Stored data entries
-=-=-

//! Full-precision multiply-then-divide on 256-bit integers.
//!
//! The product is carried in 512 bits so `a * b / denominator` never loses
//! precision to an intermediate overflow.

use crate::error::MathError;
use primitive_types::{U256, U512};

/// Computes `floor(a * b / denominator)`.
pub fn mul_div(a: U256, b: U256, denominator: U256) -> Result<U256, MathError> {
    if denominator.is_zero() {
        return Err(MathError::DivisionByZero);
    }
    let product = a.full_mul(b);
    let quotient = product / U512::from(denominator);
    U256::try_from(quotient).map_err(|_| MathError::Overflow)
}

/// Like [`mul_div`], but rounds up when the division leaves a remainder.
pub fn mul_div_rounding_up(a: U256, b: U256, denominator: U256) -> Result<U256, MathError> {
    if denominator.is_zero() {
        return Err(MathError::DivisionByZero);
    }
    let product = a.full_mul(b);
    let denominator = U512::from(denominator);
    let quotient = product / denominator;
    let quotient = if (product % denominator).is_zero() {
        quotient
    } else {
        quotient + U512::one()
    };
    U256::try_from(quotient).map_err(|_| MathError::Overflow)
}

/// `ceil(a / b)`.
pub fn div_rounding_up(a: U256, b: U256) -> Result<U256, MathError> {
    if b.is_zero() {
        return Err(MathError::DivisionByZero);
    }
    let (quotient, remainder) = a.div_mod(b);
    if remainder.is_zero() {
        Ok(quotient)
    } else {
        Ok(quotient + U256::one())
    }
}

#[cfg(test)]
mod tests {
    use super::*;

    #[test]
    fn test_mul_div_simple() {
        let r = mul_div(U256::from(10u8), U256::from(20u8), U256::from(5u8)).unwrap();
        assert_eq!(r, U256::from(40u8));
    }

    #[test]
    fn test_mul_div_truncates() {
        let r = mul_div(U256::from(10u8), U256::from(10u8), U256::from(3u8)).unwrap();
        assert_eq!(r, U256::from(33u8));
    }

    #[test]
    fn test_mul_div_intermediate_exceeds_256_bits() {
        // (2^255 * 4) / 8 = 2^254, the product does not fit 256 bits.
        let a = U256::one() << 255usize;
        let r = mul_div(a, U256::from(4u8), U256::from(8u8)).unwrap();
        assert_eq!(r, U256::one() << 254usize);
    }

    #[test]
    fn test_mul_div_overflowing_result() {
        let r = mul_div(U256::MAX, U256::from(2u8), U256::one());
        assert_eq!(r, Err(MathError::Overflow));
    }

    #[test]
    fn test_mul_div_by_zero() {
        assert_eq!(
            mul_div(U256::one(), U256::one(), U256::zero()),
            Err(MathError::DivisionByZero)
        );
    }

    #[test]
    fn test_rounding_up() {
        let r = mul_div_rounding_up(U256::from(10u8), U256::from(10u8), U256::from(3u8)).unwrap();
        assert_eq!(r, U256::from(34u8));
        let exact = mul_div_rounding_up(U256::from(9u8), U256::from(10u8), U256::from(3u8)).unwrap();
        assert_eq!(exact, U256::from(30u8));
        assert_eq!(div_rounding_up(U256::from(7u8), U256::from(2u8)).unwrap(), U256::from(4u8));
        assert_eq!(div_rounding_up(U256::from(8u8), U256::from(2u8)).unwrap(), U256::from(4u8));
    }
}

-=-=-

Task statement:
An exact, complete copy of the records is the expected answer.

Written solution:
//! Full-precision multiply-then-divide on 256-bit integers.
//!
//! The product is carried in 512 bits so `a * b / denominator` never loses
//! precision to an intermediate overflow.

use crate::error::MathError;
use primitive_types::{U256, U512};

/// Computes `floor(a * b / denominator)`.
pub fn mul_div(a: U256, b: U256, denominator: U256) -> Result<U256, MathError> {
    if denominator.is_zero() {
        return Err(MathError::DivisionByZero);
    }
    let product = a.full_mul(b);
    let quotient = product / U512::from(denominator);
    U256::try_from(quotient).map_err(|_| MathError::Overflow)
}

/// Like [`mul_div`], but rounds up when the division leaves a remainder.
pub fn mul_div_rounding_up(a: U256, b: U256, denominator: U256) -> Result<U256, MathError> {
    if denominator.is_zero() {
        return Err(MathError::DivisionByZero);
    }
    let product = a.full_mul(b);
    let denominator = U512::from(denominator);
    let quotient = product / denominator;
    let quotient = if (product % denominator).is_zero() {
        quotient
    } else {
        quotient + U512::one()
    };
    U256::try_from(quotient).map_err(|_| MathError::Overflow)
}

/// `ceil(a / b)`.
pub fn div_rounding_up(a: U256, b: U256) -> Result<U256, MathError> {
    if b.is_zero() {
        return Err(MathError::DivisionByZero);
    }
    let (quotient, remainder) = a.div_mod(b);
    if remainder.is_zero() {
        Ok(quotient)
    } else {
        Ok(quotient + U256::one())
    }
}

#[cfg(test)]
mod tests {
    use super::*;

    #[test]
    fn test_mul_div_simple() {
        let r = mul_div(U256::from(10u8), U256::from(20u8), U256::from(5u8)).unwrap();
        assert_eq!(r, U256::from(40u8));
    }

    #[test]
    fn test_mul_div_truncates() {
        let r = mul_div(U256::from(10u8), U256::from(10u8), U256::from(3u8)).unwrap();
        assert_eq!(r, U256::from(33u8));
    }

    #[test]
    fn test_mul_div_intermediate_exceeds_256_bits() {
        // (2^255 * 4) / 8 = 2^254, the product does not fit 256 bits.
        let a = U256::one() << 255usize;
        let r = mul_div(a, U256::from(4u8), U256::from(8u8)).unwrap();
        assert_eq!(r, U256::one() << 254usize);
    }

    #[test]
    fn test_mul_div_overflowing_result() {
        let r = mul_div(U256::MAX, U256::from(2u8), U256::one());
        assert_eq!(r, Err(MathError::Overflow));
    }

    #[test]
    fn test_mul_div_by_zero() {
        assert_eq!(
            mul_div(U256::one(), U256::one(), U256::zero()),
            Err(MathError::DivisionByZero)
        );
    }

    #[test]
    fn test_rounding_up() {
        let r = mul_div_rounding_up(U256::from(10u8), U256::from(10u8), U256::from(3u8)).unwrap();
        assert_eq!(r, U256::from(34u8));
        let exact = mul_div_rounding_up(U256::from(9u8), U256::from(10u8), U256::from(3u8)).unwrap();
        assert_eq!(exact, U256::from(30u8));
        assert_eq!(div_rounding_up(U256::from(7u8), U256::from(2u8)).unwrap(), U256::from(4u8));
        assert_eq!(div_rounding_up(U256::from(8u8), U256::from(2u8)).unwrap(), U256::from(4u8));
    }
}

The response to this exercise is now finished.